Nuclear SNRPA1 was then shown to interact with p53 and enhance MDM2-induced proteasomal p53 degradation, while SNRPA1 ablation completely abrogated RMRP regulation of p53 and tumor cell growth, suggesting SNRPA1's key role in RMPR's anti-p53 function.

"Ablation of SNRPA1 mediated via siRNA significantly induced p53 activity and suppressed CRC cell growth," noted Zhou.

"In SNRPA1-knockdown CRC cells, ectopic RMRP failed to inhibit expression of p53 and its target gene p21, while [genetic] knockdown of SNRPA1 completely restored RMRP-induced CRC cell growth," he said.

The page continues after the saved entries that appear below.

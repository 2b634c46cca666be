use std::{collections::HashMap, path::PathBuf};

use image::RgbImage;
use serde::{Deserialize, Serialize};

use crate::{
    foundation::{
        error::{ClipmarkError, ClipmarkResult},
        math::percent_to_alpha,
    },
    watermark::{
        blend::over_rgb_in_place,
        font::{FontKey, FontLibrary, LoadedFont, ResolvedFont, TextBrushRgba8},
        spec::{Position, Rgb8, WatermarkSpec},
    },
};

/// Tunables for watermark placement and font fallback.
#[derive(Clone, Debug, PartialEq, Serialize, Deserialize)]
#[serde(default, deny_unknown_fields)]
pub struct CompositorOpts {
    /// Distance from the frame edge for corner positions, in pixels.
    pub margin_px: u32,
    /// Outline thickness; the outline is drawn at every offset within this radius.
    pub outline_radius_px: u32,
    /// Size used with the default face when a requested font fails to load.
    pub fallback_font_size_px: f32,
    /// Font file used as the default face. When unset, `CLIPMARK_DEFAULT_FONT` and then the
    /// system sans-serif face are tried.
    pub default_font: Option<PathBuf>,
}

impl Default for CompositorOpts {
    fn default() -> Self {
        Self {
            margin_px: 20,
            outline_radius_px: 2,
            fallback_font_size_px: 16.0,
            default_font: None,
        }
    }
}

impl CompositorOpts {
    pub fn validate(&self) -> ClipmarkResult<()> {
        if !self.fallback_font_size_px.is_finite() || self.fallback_font_size_px <= 0.0 {
            return Err(ClipmarkError::validation(
                "fallback_font_size_px must be finite and > 0",
            ));
        }
        if self.outline_radius_px > 16 {
            return Err(ClipmarkError::validation(
                "outline_radius_px must be <= 16",
            ));
        }
        Ok(())
    }
}

/// Pixel rectangle covered by a drawn watermark's glyph ink (without outline), clipped to the
/// frame.
#[derive(Clone, Copy, Debug, PartialEq, Eq)]
pub struct TextBounds {
    pub x: u32,
    pub y: u32,
    pub width: u32,
    pub height: u32,
}

/// What happened to one watermark spec during a composite.
#[derive(Clone, Copy, Debug, PartialEq, Eq)]
pub enum WatermarkOutcome {
    Drawn {
        bounds: TextBounds,
        /// The requested font failed to load and the default face was used instead.
        used_fallback_font: bool,
    },
    SkippedEmptyText,
    SkippedNoFont,
}

/// Result of [`Compositor::composite`].
#[derive(Clone, Debug)]
pub struct Composited {
    pub image: RgbImage,
    /// One entry per input spec, in input order.
    pub outcomes: Vec<WatermarkOutcome>,
}

impl Composited {
    pub fn used_fallback_font(&self) -> bool {
        self.outcomes.iter().any(|o| {
            matches!(
                o,
                WatermarkOutcome::Drawn {
                    used_fallback_font: true,
                    ..
                }
            )
        })
    }
}

/// Anchor the top-left corner of a `text` sized box on a `canvas` sized frame.
///
/// The result is clamped so the box stays on the canvas; a box larger than the canvas is pinned
/// to the origin on that axis.
pub fn anchor_for(
    position: Position,
    canvas: (u32, u32),
    text: (u32, u32),
    margin: u32,
) -> (u32, u32) {
    let (w, h) = (i64::from(canvas.0), i64::from(canvas.1));
    let (tw, th) = (i64::from(text.0), i64::from(text.1));
    let m = i64::from(margin);

    let (x, y) = match position {
        Position::BottomRight => (w - tw - m, h - th - m),
        Position::BottomLeft => (m, h - th - m),
        Position::TopLeft => (m, m),
        Position::TopRight => (w - tw - m, m),
        Position::Center => ((w - tw).div_euclid(2), (h - th).div_euclid(2)),
    };

    let x = x.clamp(0, (w - tw).max(0));
    let y = y.clamp(0, (h - th).max(0));
    (x as u32, y as u32)
}

/// Offsets at which the outline copies of the text are drawn, excluding the origin.
pub fn outline_offsets(radius: u32) -> Vec<(i32, i32)> {
    let r = radius as i32;
    let mut out = Vec::with_capacity(((2 * r + 1) * (2 * r + 1)) as usize);
    for dy in -r..=r {
        for dx in -r..=r {
            if (dx, dy) != (0, 0) {
                out.push((dx, dy));
            }
        }
    }
    out
}

struct ShapedRun {
    font_size: f32,
    glyphs: Vec<vello_cpu::Glyph>,
}

struct ShapedText {
    runs: Vec<ShapedRun>,
    width: u32,
    height: u32,
    /// Rendered glyph coverage relative to the layout origin; `None` when nothing is inked.
    ink: Option<InkBox>,
}

#[derive(Clone, Copy, Debug, PartialEq, Eq)]
struct InkBox {
    x: i32,
    y: i32,
    width: u32,
    height: u32,
}

#[derive(Clone, Debug, PartialEq, Eq, Hash)]
struct ShapeKey {
    text: String,
    font: FontKey,
    size_bits: u32,
}

/// Burns ordered watermark specs into still frames.
///
/// A compositor is meant to live for one run: fonts and shaped text are cached across frames, so
/// compositing every frame of a clip loads each font once.
pub struct Compositor {
    opts: CompositorOpts,
    fonts: FontLibrary,
    shaped: HashMap<ShapeKey, ShapedText>,
}

impl Default for Compositor {
    fn default() -> Self {
        Self::new(CompositorOpts::default())
    }
}

impl Compositor {
    pub fn new(opts: CompositorOpts) -> Self {
        let fonts = FontLibrary::new(opts.default_font.clone(), opts.fallback_font_size_px);
        Self {
            opts,
            fonts,
            shaped: HashMap::new(),
        }
    }

    /// Draw `specs` over a copy of `base`, in order.
    ///
    /// Specs whose text is empty or renders no ink, or for which no font face can be found at
    /// all, are skipped and reported in [`Composited::outcomes`]. The only error is a frame too
    /// large to rasterize.
    pub fn composite(
        &mut self,
        base: &RgbImage,
        specs: &[WatermarkSpec],
    ) -> ClipmarkResult<Composited> {
        let mut image = base.clone();
        let mut outcomes = Vec::with_capacity(specs.len());
        for spec in specs {
            outcomes.push(self.draw_one(&mut image, spec)?);
        }
        Ok(Composited { image, outcomes })
    }

    fn draw_one(
        &mut self,
        image: &mut RgbImage,
        spec: &WatermarkSpec,
    ) -> ClipmarkResult<WatermarkOutcome> {
        if !spec.is_active() {
            return Ok(WatermarkOutcome::SkippedEmptyText);
        }

        let Some(resolved) = self.fonts.resolve(spec.font.as_deref(), spec.font_size as f32)
        else {
            tracing::debug!(text = %spec.text, "no font face available; watermark skipped");
            return Ok(WatermarkOutcome::SkippedNoFont);
        };

        let (w, h) = image.dimensions();
        let w16 = u16::try_from(w)
            .map_err(|_| ClipmarkError::validation("frame width exceeds 65535 px"))?;
        let h16 = u16::try_from(h)
            .map_err(|_| ClipmarkError::validation("frame height exceeds 65535 px"))?;

        let margin = self.opts.margin_px;
        let outline_radius = self.opts.outline_radius_px;
        let shaped = match shape_cached(&mut self.fonts, &mut self.shaped, &spec.text, &resolved) {
            Ok(s) => s,
            Err(e) => {
                tracing::warn!(text = %spec.text, error = %e, "text shaping failed; watermark skipped");
                return Ok(WatermarkOutcome::SkippedNoFont);
            }
        };

        let Some(ink) = shaped.ink else {
            return Ok(WatermarkOutcome::SkippedEmptyText);
        };
        let (x, y) = anchor_for(spec.position, (w, h), (ink.width, ink.height), margin);
        let bounds = TextBounds {
            x,
            y,
            width: ink.width.min(w - x),
            height: ink.height.min(h - y),
        };
        // Layout origin that puts the ink box's corner on the anchor.
        let origin = (x as i32 - ink.x, y as i32 - ink.y);

        let alpha = percent_to_alpha(spec.opacity);
        if alpha > 0 && w > 0 && h > 0 {
            let offsets = if spec.outline {
                outline_offsets(outline_radius)
            } else {
                Vec::new()
            };
            let layer = rasterize_text(
                shaped,
                &resolved.font,
                (w16, h16),
                origin,
                spec.color,
                alpha,
                &offsets,
            );
            over_rgb_in_place(&mut **image, layer.data_as_u8_slice())?;
        }

        Ok(WatermarkOutcome::Drawn {
            bounds,
            used_fallback_font: resolved.fallback,
        })
    }
}

fn shape_cached<'a>(
    fonts: &mut FontLibrary,
    cache: &'a mut HashMap<ShapeKey, ShapedText>,
    text: &str,
    resolved: &ResolvedFont,
) -> ClipmarkResult<&'a ShapedText> {
    let key = ShapeKey {
        text: text.to_string(),
        font: resolved.key.clone(),
        size_bits: resolved.size_px.to_bits(),
    };
    if !cache.contains_key(&key) {
        let layout = fonts.engine_mut().layout_plain(
            text,
            &resolved.font,
            resolved.size_px,
            TextBrushRgba8::default(),
        )?;
        let mut shaped = shape_layout(&layout);
        shaped.ink = measure_ink(&shaped, &resolved.font, resolved.size_px);
        cache.insert(key.clone(), shaped);
    }
    cache
        .get(&key)
        .ok_or_else(|| ClipmarkError::validation("shaped text cache miss"))
}

fn shape_layout(layout: &parley::Layout<TextBrushRgba8>) -> ShapedText {
    let mut runs = Vec::new();
    for line in layout.lines() {
        for item in line.items() {
            let parley::layout::PositionedLayoutItem::GlyphRun(run) = item else {
                continue;
            };

            let mut pen_x = run.offset();
            let baseline = run.baseline();
            let glyphs = run
                .glyphs()
                .map(|g| {
                    let glyph = vello_cpu::Glyph {
                        id: g.id,
                        x: pen_x + g.x,
                        y: baseline - g.y,
                    };
                    pen_x += g.advance;
                    glyph
                })
                .collect();
            runs.push(ShapedRun {
                font_size: run.run().font_size(),
                glyphs,
            });
        }
    }

    ShapedText {
        runs,
        width: layout.width().ceil().max(0.0) as u32,
        height: layout.height().ceil().max(0.0) as u32,
        ink: None,
    }
}

/// Rasterize the fill alone on a padded scratch canvas and return the bounding box of every
/// covered pixel, relative to the layout origin.
fn measure_ink(shaped: &ShapedText, font: &LoadedFont, size_px: f32) -> Option<InkBox> {
    let pad = (size_px.ceil() as u32).max(4);
    let cw = u16::try_from(shaped.width.saturating_add(2 * pad)).unwrap_or(u16::MAX);
    let ch = u16::try_from(shaped.height.saturating_add(2 * pad)).unwrap_or(u16::MAX);
    let pad = pad as i32;
    let layer = rasterize_text(
        shaped,
        font,
        (cw, ch),
        (pad, pad),
        Rgb8::new(255, 255, 255),
        255,
        &[],
    );

    let width = usize::from(cw);
    let mut found: Option<(usize, usize, usize, usize)> = None;
    for (i, px) in layer.data_as_u8_slice().chunks_exact(4).enumerate() {
        if px[3] == 0 {
            continue;
        }
        let (x, y) = (i % width, i / width);
        found = Some(match found {
            None => (x, y, x, y),
            Some((x0, y0, x1, y1)) => (x0.min(x), y0.min(y), x1.max(x), y1.max(y)),
        });
    }

    let (x0, y0, x1, y1) = found?;
    Some(InkBox {
        x: x0 as i32 - pad,
        y: y0 as i32 - pad,
        width: (x1 - x0 + 1) as u32,
        height: (y1 - y0 + 1) as u32,
    })
}

/// Rasterize the outline passes and the main text into a transparent premultiplied layer.
///
/// Every pass is drawn opaque inside one opacity layer, so overlapping outline copies do not
/// accumulate and the whole watermark ends up at exactly `alpha`.
fn rasterize_text(
    shaped: &ShapedText,
    font: &LoadedFont,
    size: (u16, u16),
    origin: (i32, i32),
    color: Rgb8,
    alpha: u8,
    outline_offsets: &[(i32, i32)],
) -> vello_cpu::Pixmap {
    let mut ctx = vello_cpu::RenderContext::new(size.0, size.1);
    let opacity = f32::from(alpha) / 255.0;
    if alpha < 255 {
        ctx.push_opacity_layer(opacity);
    }

    let (ox, oy) = (f64::from(origin.0), f64::from(origin.1));
    let black = vello_cpu::peniko::Color::from_rgba8(0, 0, 0, 255);
    for &(dx, dy) in outline_offsets {
        draw_runs(
            &mut ctx,
            shaped,
            font,
            (ox + f64::from(dx), oy + f64::from(dy)),
            black,
        );
    }
    draw_runs(
        &mut ctx,
        shaped,
        font,
        (ox, oy),
        vello_cpu::peniko::Color::from_rgba8(color.r, color.g, color.b, 255),
    );

    if alpha < 255 {
        ctx.pop_layer();
    }
    ctx.flush();

    let mut pixmap = vello_cpu::Pixmap::new(size.0, size.1);
    ctx.render_to_pixmap(&mut pixmap);
    pixmap
}

fn draw_runs(
    ctx: &mut vello_cpu::RenderContext,
    shaped: &ShapedText,
    font: &LoadedFont,
    at: (f64, f64),
    paint: vello_cpu::peniko::Color,
) {
    ctx.set_transform(vello_cpu::kurbo::Affine::translate(at));
    ctx.set_paint(paint);
    for run in &shaped.runs {
        let glyphs = run.glyphs.iter().map(|g| vello_cpu::Glyph {
            id: g.id,
            x: g.x,
            y: g.y,
        });
        ctx.glyph_run(&font.data)
            .font_size(run.font_size)
            .fill_glyphs(glyphs);
    }
}

#[cfg(test)]
mod tests {
    use super::*;

    #[test]
    fn anchors_follow_margin_rules() {
        let canvas = (200, 100);
        let text = (40, 10);
        assert_eq!(anchor_for(Position::BottomRight, canvas, text, 20), (140, 70));
        assert_eq!(anchor_for(Position::BottomLeft, canvas, text, 20), (20, 70));
        assert_eq!(anchor_for(Position::TopLeft, canvas, text, 20), (20, 20));
        assert_eq!(anchor_for(Position::TopRight, canvas, text, 20), (140, 20));
        assert_eq!(anchor_for(Position::Center, canvas, text, 20), (80, 45));
    }

    #[test]
    fn anchors_clamp_oversized_text_to_canvas() {
        let canvas = (100, 50);
        for pos in [
            Position::BottomRight,
            Position::BottomLeft,
            Position::TopLeft,
            Position::TopRight,
            Position::Center,
        ] {
            let (x, y) = anchor_for(pos, canvas, (300, 80), 20);
            assert_eq!((x, y), (0, 0), "{pos:?}");

            let (x, y) = anchor_for(pos, canvas, (90, 45), 20);
            assert!(x + 90 <= 100 && y + 45 <= 50, "{pos:?} -> ({x}, {y})");
        }
    }

    #[test]
    fn outline_offsets_cover_radius_without_origin() {
        let offs = outline_offsets(2);
        assert_eq!(offs.len(), 24);
        assert!(!offs.contains(&(0, 0)));
        assert!(offs.contains(&(-2, -2)) && offs.contains(&(2, 2)));
        assert!(outline_offsets(0).is_empty());
    }

    #[test]
    fn opts_validation() {
        assert!(CompositorOpts::default().validate().is_ok());
        let bad = CompositorOpts {
            fallback_font_size_px: 0.0,
            ..CompositorOpts::default()
        };
        assert!(bad.validate().is_err());
    }
}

PARP inhibitors were shown to induce RMRP expression via the transcription factor, CCAAT enhancer binding protein beta (C/EBPbeta), while RMRP conferred tumor resistance to PARP inhibition by preventing p53 activation.

Together, these findings show that in CRC, RMRP is oncogenic by inactivating p53 via SNRPA1, that targeting RMRP enhances sensitivity of CRC cells to PARP inhibition by reactivating p53, and may explain PAPR inhibitor resistance.

On the implications of these findings for the future management of CRC, "both RMRP and SNRPA1 might be ideal targets in combination with chemotherapy and PARP inhibitors in the treatment of WT p53-harboring CRC," said Zhou.

"Additionally, SNRPA1 was recently found to promote cassette exon inclusion and cancer metastasis, could be a pluripotent target," he noted, adding, "I believe exosome-delivered siRNA targeting RMRP or SNRPA1 might be a promising strategy for future clinical application."

Moreover, "more than 50% of CRCs sustain p53 mutations, significantly affecting cancer progression and treatment. We are therefore interested in exploring novel biomarkers or targets within the context of differential p53 status, which will be important in the development of targeted therapies."